WORK ITEM
If a line in the entries contains the string "entry", include that line in your answer.

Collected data
::::

use thiserror::Error;

use crate::ast::{
    Comprehension, ComprehensionClause, DictComprehension, Expression, ExpressionKind, SourceSpan,
};
use crate::env::TypeEnv;
use crate::types::{TypeKind, TypeSet};

use super::{ExpressionTyper, Reported, Shape, TypeTable, Typed, TypeResult};

#[derive(Debug, Clone, Copy, PartialEq, Eq)]
pub enum ComprehensionKind {
    List,
    Set,
    Generator,
}

/// What iterating a value yields.
#[derive(Debug, Clone, PartialEq, Eq)]
pub struct Elements {
    pub set: TypeSet,
    /// Per-index masks when every element is a tuple of one arity.
    pub tuple_elems: Option<Vec<TypeSet>>,
}

impl Elements {
    fn of_set(set: TypeSet) -> Self {
        Self {
            set,
            tuple_elems: None,
        }
    }

    /// Elements of an iterable, `None` when the value cannot be iterated.
    /// Unknown values and containers of unknown shape yield an empty mask.
    pub fn of(iterable: &Typed) -> Option<Self> {
        let set = iterable.set;
        let elements = match &iterable.shape {
            _ if set.is_empty() => Self::of_set(TypeSet::empty()),
            Some(Shape::List { elems, tuple_elems }) if set == TypeSet::LIST => Self {
                set: *elems,
                tuple_elems: tuple_elems.clone(),
            },
            Some(Shape::Tuple(elems)) if set == TypeSet::TUPLE => {
                Self::of_set(elems.iter().fold(TypeSet::empty(), |acc, elem| acc | *elem))
            }
            Some(Shape::Dict { keys, .. }) if set == TypeSet::DICT => Self::of_set(*keys),
            _ if set == TypeSet::STR => Self::of_set(TypeSet::STR),
            _ if set == TypeSet::BYTES => Self::of_set(TypeSet::INT),
            _ if set == TypeSet::LIST || set == TypeSet::TUPLE || set == TypeSet::DICT => {
                Self::of_set(TypeSet::empty())
            }
            _ => return None,
        };
        Some(elements)
    }
}

#[derive(Debug, Clone, PartialEq, Eq, Error)]
pub enum TargetError {
    #[error("cannot unpack tuple of length {found} into {expected} targets")]
    Arity {
        span: SourceSpan,
        found: usize,
        expected: usize,
    },
    #[error("unsupported loop target")]
    Unsupported { span: SourceSpan },
}

impl TargetError {
    pub fn span(&self) -> SourceSpan {
        match self {
            TargetError::Arity { span, .. } | TargetError::Unsupported { span } => *span,
        }
    }
}

/// Bind a loop target into `env`: a name takes the element mask (`int` when
/// nothing is known), a tuple pattern is destructured per index.
pub fn bind_target(
    env: &mut TypeEnv,
    target: &Expression,
    elements: Elements,
    table: &mut TypeTable,
) -> Result<(), TargetError> {
    match &target.kind {
        ExpressionKind::Name(name) => {
            let bound = if elements.set.is_empty() {
                TypeSet::INT
            } else {
                elements.set
            };
            env.remove(name);
            env.define_set(name, bound, target.span);
            if let Some(per_index) = elements.tuple_elems.filter(|_| bound == TypeSet::TUPLE) {
                env.set_tuple_elems(name, per_index);
            }
            table.record(target.id, bound.reported_kind(), None);
            Ok(())
        }
        ExpressionKind::Tuple(items) => {
            if let Some(per_index) = &elements.tuple_elems {
                if per_index.len() != items.len() {
                    return Err(TargetError::Arity {
                        span: target.span,
                        found: per_index.len(),
                        expected: items.len(),
                    });
                }
            }
            for (position, item) in items.iter().enumerate() {
                let set = elements
                    .tuple_elems
                    .as_ref()
                    .and_then(|per_index| per_index.get(position))
                    .copied()
                    .unwrap_or_default();
                bind_target(env, item, Elements::of_set(set), table)?;
            }
            table.record(target.id, TypeKind::Tuple, None);
            Ok(())
        }
        _ => Err(TargetError::Unsupported { span: target.span }),
    }
}

impl<'a, 'cx> ExpressionTyper<'a, 'cx> {
    pub(super) fn visit_comprehension(
        &mut self,
        comprehension: &Comprehension,
        kind: ComprehensionKind,
    ) -> TypeResult {
        let mut local = self.env.clone();
        self.bind_clauses(&mut local, &comprehension.clauses, kind)?;
        let mut inner =
            ExpressionTyper::new(&local, self.cx, &mut *self.diagnostics, &mut *self.table);
        let element = inner.visit(&comprehension.element)?;
        Ok(Typed::list_of(element.set))
    }

    pub(super) fn visit_dict_comprehension(
        &mut self,
        comprehension: &DictComprehension,
    ) -> TypeResult {
        let mut local = self.env.clone();
        self.bind_clauses(&mut local, &comprehension.clauses, ComprehensionKind::List)?;
        let mut inner =
            ExpressionTyper::new(&local, self.cx, &mut *self.diagnostics, &mut *self.table);
        let keys = inner.visit(&comprehension.key)?.set;
        let values = inner.visit(&comprehension.value)?.set;
        Ok(Typed::of(TypeKind::Dict).with_shape(Shape::Dict { keys, values }))
    }

    /// Type each `for` clause in order, binding its target into `local` before
    /// the guards and later clauses are typed.
    fn bind_clauses(
        &mut self,
        local: &mut TypeEnv,
        clauses: &[ComprehensionClause],
        kind: ComprehensionKind,
    ) -> Result<(), Reported> {
        for clause in clauses {
            let iterable = {
                let mut inner =
                    ExpressionTyper::new(local, self.cx, &mut *self.diagnostics, &mut *self.table);
                inner.visit(&clause.iter)?
            };
            let Some(elements) = Elements::of(&iterable) else {
                return self.fail(
                    clause.iter.span,
                    format!("{} is not iterable", iterable.set.describe()),
                );
            };
            let bound = bind_target(local, &clause.target, elements, &mut *self.table);
            if let Err(error) = bound {
                return self.fail(error.span(), error.to_string());
            }

            let mut inner =
                ExpressionTyper::new(local, self.cx, &mut *self.diagnostics, &mut *self.table);
            for guard in &clause.ifs {
                let typed = inner.visit(guard)?;
                if typed.set == TypeSet::BOOL {
                    continue;
                }
                let numeric_name = kind == ComprehensionKind::Generator
                    && matches!(guard.kind, ExpressionKind::Name(_))
                    && typed.set.is_within(TypeSet::NUMERIC);
                if !numeric_name {
                    return inner.fail(
                        guard.span,
                        format!(
                            "comprehension condition must be bool, found {}",
                            typed.set.describe()
                        ),
                    );
                }
            }
        }
        Ok(())
    }
}
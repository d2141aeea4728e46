use std::collections::{BTreeSet, HashMap};

use crate::ast::{Expression, ExpressionKind, Module, Statement, StatementKind};
use crate::signatures::Sig;

/// Possible callees of variables and attributes that hold functions.
///
/// Targets are gathered from `f = g` and `self.cb = g` assignments before
/// any body is checked; the expression typer only reads them.
#[derive(Debug, Clone, Default)]
pub struct PolyTargets {
    vars: HashMap<String, BTreeSet<String>>,
    attrs: HashMap<String, BTreeSet<String>>,
}

impl PolyTargets {
    pub fn new() -> Self {
        Self::default()
    }

    /// Scan every assignment in the module, including function and method
    /// bodies, for functions stored in variables or attributes.
    #[tracing::instrument(level = "debug", skip_all)]
    pub fn collect(module: &Module, sigs: &HashMap<String, Sig>) -> Self {
        let mut targets = Self::new();
        targets.scan(&module.body, sigs);
        tracing::debug!(
            vars = targets.vars.len(),
            attrs = targets.attrs.len(),
            "collected call targets"
        );
        targets
    }

    fn scan(&mut self, statements: &[Statement], sigs: &HashMap<String, Sig>) {
        for statement in statements {
            match &statement.kind {
                StatementKind::Assign(assign) => {
                    for function in function_names(&assign.value, sigs) {
                        match &assign.target.kind {
                            ExpressionKind::Name(var) => self.add_var_target(var, function),
                            ExpressionKind::Attribute(attribute) => {
                                self.add_attr_target(&attribute.attr, function)
                            }
                            _ => {}
                        }
                    }
                }
                StatementKind::FunctionDef(def) => self.scan(&def.body, sigs),
                StatementKind::ClassDef(def) => self.scan(&def.body, sigs),
                StatementKind::If(conditional) => {
                    self.scan(&conditional.body, sigs);
                    self.scan(&conditional.orelse, sigs);
                }
                StatementKind::While(looped) => self.scan(&looped.body, sigs),
                StatementKind::For(looped) => self.scan(&looped.body, sigs),
                _ => {}
            }
        }
    }

    pub fn add_var_target(&mut self, var: &str, target: &str) {
        self.vars
            .entry(var.to_string())
            .or_default()
            .insert(target.to_string());
    }

    pub fn add_attr_target(&mut self, attr: &str, target: &str) {
        self.attrs
            .entry(attr.to_string())
            .or_default()
            .insert(target.to_string());
    }

    pub fn var_targets(&self, var: &str) -> Option<&BTreeSet<String>> {
        self.vars.get(var).filter(|targets| !targets.is_empty())
    }

    pub fn attr_targets(&self, attr: &str) -> Option<&BTreeSet<String>> {
        self.attrs.get(attr).filter(|targets| !targets.is_empty())
    }

    pub fn is_empty(&self) -> bool {
        self.vars.is_empty() && self.attrs.is_empty()
    }
}

/// Top-level functions an assigned value may evaluate to.
fn function_names<'e>(value: &'e Expression, sigs: &HashMap<String, Sig>) -> Vec<&'e str> {
    match &value.kind {
        ExpressionKind::Name(name) if sigs.contains_key(name.as_str()) => vec![name.as_str()],
        ExpressionKind::Conditional(conditional) => {
            let mut names = function_names(&conditional.body, sigs);
            names.extend(function_names(&conditional.orelse, sigs));
            names
        }
        _ => Vec::new(),
    }
}
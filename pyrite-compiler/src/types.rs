//! Type kinds and the bitmask lattice the inference engine works in.
//!
//! A [`TypeSet`] carries one bit per concrete [`TypeKind`]. A set with a single
//! bit collapses to an exact kind, several bits mean the value may be any of
//! them at runtime, and an empty set means either "nothing known" or, after an
//! intersection, a contradiction.

use std::fmt;

use bitflags::bitflags;
use serde::{Deserialize, Serialize};

use crate::ast::TypeAnnotation;

#[derive(Debug, Clone, Copy, PartialEq, Eq, Hash, Serialize, Deserialize)]
pub enum TypeKind {
    Int,
    Bool,
    Float,
    Str,
    Bytes,
    NoneType,
    Tuple,
    List,
    Dict,
    /// Annotation marker; expanded to `T | None` before storage.
    Optional,
    /// Annotation marker; expanded to its member bits before storage.
    Union,
}

impl TypeKind {
    pub fn is_marker(self) -> bool {
        matches!(self, TypeKind::Optional | TypeKind::Union)
    }

    pub fn describe(self) -> &'static str {
        match self {
            TypeKind::Int => "int",
            TypeKind::Bool => "bool",
            TypeKind::Float => "float",
            TypeKind::Str => "str",
            TypeKind::Bytes => "bytes",
            TypeKind::NoneType => "None",
            TypeKind::Tuple => "tuple",
            TypeKind::List => "list",
            TypeKind::Dict => "dict",
            TypeKind::Optional => "Optional",
            TypeKind::Union => "Union",
        }
    }
}

impl fmt::Display for TypeKind {
    fn fmt(&self, f: &mut fmt::Formatter<'_>) -> fmt::Result {
        f.write_str(self.describe())
    }
}

bitflags! {
    /// Set of concrete kinds a value may have at runtime.
    #[derive(Debug, Clone, Copy, PartialEq, Eq, Hash, Default)]
    pub struct TypeSet: u16 {
        const NONE_TYPE = 1 << 0;
        const INT = 1 << 1;
        const BOOL = 1 << 2;
        const FLOAT = 1 << 3;
        const STR = 1 << 4;
        const LIST = 1 << 5;
        const TUPLE = 1 << 6;
        const DICT = 1 << 7;
        const BYTES = 1 << 8;
    }
}

const CONCRETE: [(TypeSet, TypeKind); 9] = [
    (TypeSet::NONE_TYPE, TypeKind::NoneType),
    (TypeSet::INT, TypeKind::Int),
    (TypeSet::BOOL, TypeKind::Bool),
    (TypeSet::FLOAT, TypeKind::Float),
    (TypeSet::STR, TypeKind::Str),
    (TypeSet::LIST, TypeKind::List),
    (TypeSet::TUPLE, TypeKind::Tuple),
    (TypeSet::DICT, TypeKind::Dict),
    (TypeSet::BYTES, TypeKind::Bytes),
];

impl TypeSet {
    pub const NUMERIC: Self = Self::INT.union(Self::FLOAT);
    pub const SIZED: Self = Self::STR
        .union(Self::LIST)
        .union(Self::TUPLE)
        .union(Self::DICT);
    /// Scalars that may cross a channel.
    pub const IMMUTABLE_SCALAR: Self = Self::INT
        .union(Self::FLOAT)
        .union(Self::BOOL)
        .union(Self::STR);

    /// Mask for a concrete kind; markers have no bit of their own.
    pub fn of(kind: TypeKind) -> Self {
        CONCRETE
            .iter()
            .find(|(_, candidate)| *candidate == kind)
            .map(|(set, _)| *set)
            .unwrap_or_else(Self::empty)
    }

    #[inline]
    pub fn is_single(self) -> bool {
        self.bits().count_ones() == 1
    }

    /// The exact kind of a singular set.
    pub fn kind(self) -> Option<TypeKind> {
        if !self.is_single() {
            return None;
        }
        CONCRETE
            .iter()
            .find(|(set, _)| *set == self)
            .map(|(_, kind)| *kind)
    }

    /// Kind to report for an expression with this set: the exact kind when
    /// singular, `Optional`/`Union` when ambiguous, `NoneType` when unknown.
    pub fn reported_kind(self) -> TypeKind {
        if let Some(kind) = self.kind() {
            return kind;
        }
        if self.is_empty() {
            return TypeKind::NoneType;
        }
        if self.contains(Self::NONE_TYPE) && (self - Self::NONE_TYPE).is_single() {
            TypeKind::Optional
        } else {
            TypeKind::Union
        }
    }

    /// Non-empty and entirely inside `other`.
    #[inline]
    pub fn is_within(self, other: Self) -> bool {
        !self.is_empty() && other.contains(self)
    }

    pub fn kinds(self) -> impl Iterator<Item = TypeKind> {
        CONCRETE
            .into_iter()
            .filter(move |(set, _)| self.contains(*set))
            .map(|(_, kind)| kind)
    }

    pub fn describe(self) -> String {
        if self.is_empty() {
            return "unknown".to_string();
        }
        self.kinds()
            .map(TypeKind::describe)
            .collect::<Vec<_>>()
            .join(" | ")
    }
}

/// A resolved annotation: the declared kind plus the refinement masks that
/// `Union[...]`/`Optional[...]` and `list[T]` carry.
#[derive(Debug, Clone, Copy, PartialEq, Eq)]
pub struct Declared {
    pub kind: TypeKind,
    pub union_mask: TypeSet,
    pub list_elem_mask: TypeSet,
}

impl Declared {
    fn plain(kind: TypeKind) -> Self {
        Self {
            kind,
            union_mask: TypeSet::empty(),
            list_elem_mask: TypeSet::empty(),
        }
    }

    /// Every kind a value of this declaration may have.
    pub fn mask(&self) -> TypeSet {
        if self.kind.is_marker() {
            self.union_mask
        } else {
            TypeSet::of(self.kind)
        }
    }

    pub fn describe(&self) -> String {
        if self.kind.is_marker() {
            self.union_mask.describe()
        } else if !self.list_elem_mask.is_empty() {
            format!("list[{}]", self.list_elem_mask.describe())
        } else {
            self.kind.describe().to_string()
        }
    }
}

fn kind_for_name(name: &str) -> Option<TypeKind> {
    let kind = match name {
        "int" => TypeKind::Int,
        "bool" => TypeKind::Bool,
        "float" => TypeKind::Float,
        "str" => TypeKind::Str,
        "bytes" => TypeKind::Bytes,
        "None" | "NoneType" => TypeKind::NoneType,
        "list" | "List" => TypeKind::List,
        "tuple" | "Tuple" => TypeKind::Tuple,
        "dict" | "Dict" => TypeKind::Dict,
        _ => return None,
    };
    Some(kind)
}

/// Mask of every concrete kind an annotation admits; empty for annotations
/// naming classes or other opaque types.
fn annotation_mask(annotation: &TypeAnnotation) -> TypeSet {
    match resolve_annotation(annotation) {
        Some(declared) => declared.mask(),
        None => TypeSet::empty(),
    }
}

/// Resolve a surface annotation. Returns `None` for names outside the closed
/// kind set (user classes, `Any`, ...), which the engine leaves unconstrained.
pub fn resolve_annotation(annotation: &TypeAnnotation) -> Option<Declared> {
    match annotation {
        TypeAnnotation::Name(name) => kind_for_name(name).map(Declared::plain),
        TypeAnnotation::Generic { base, arguments } => match base.as_str() {
            "Optional" => {
                let inner = arguments.first().map(annotation_mask).unwrap_or_default();
                Some(Declared {
                    kind: TypeKind::Optional,
                    union_mask: inner | TypeSet::NONE_TYPE,
                    list_elem_mask: TypeSet::empty(),
                })
            }
            "Union" => Some(union_of(arguments)),
            "list" | "List" => Some(Declared {
                kind: TypeKind::List,
                union_mask: TypeSet::empty(),
                list_elem_mask: arguments.first().map(annotation_mask).unwrap_or_default(),
            }),
            other => kind_for_name(other).map(Declared::plain),
        },
        TypeAnnotation::Or(members) => Some(union_of(members)),
    }
}

fn union_of(members: &[TypeAnnotation]) -> Declared {
    let mask = members
        .iter()
        .fold(TypeSet::empty(), |acc, member| acc | annotation_mask(member));
    let kind = if mask.contains(TypeSet::NONE_TYPE) && (mask - TypeSet::NONE_TYPE).is_single() {
        TypeKind::Optional
    } else {
        TypeKind::Union
    };
    Declared {
        kind,
        union_mask: mask,
        list_elem_mask: TypeSet::empty(),
    }
}

/// Element masks of `tuple[A, B, ...]` annotations, used to seed tuple shapes.
pub fn tuple_annotation_elems(annotation: &TypeAnnotation) -> Option<Vec<TypeSet>> {
    match annotation {
        TypeAnnotation::Generic { base, arguments } if base == "tuple" || base == "Tuple" => {
            Some(arguments.iter().map(annotation_mask).collect())
        }
        _ => None,
    }
}

/// Key and value masks of `dict[K, V]` annotations.
pub fn dict_annotation_shape(annotation: &TypeAnnotation) -> Option<(TypeSet, TypeSet)> {
    match annotation {
        TypeAnnotation::Generic { base, arguments }
            if (base == "dict" || base == "Dict") && arguments.len() == 2 =>
        {
            Some((annotation_mask(&arguments[0]), annotation_mask(&arguments[1])))
        }
        _ => None,
    }
}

::::

SOLVED EXERCISE
            .entry(var.to_string())
            .entry(attr.to_string())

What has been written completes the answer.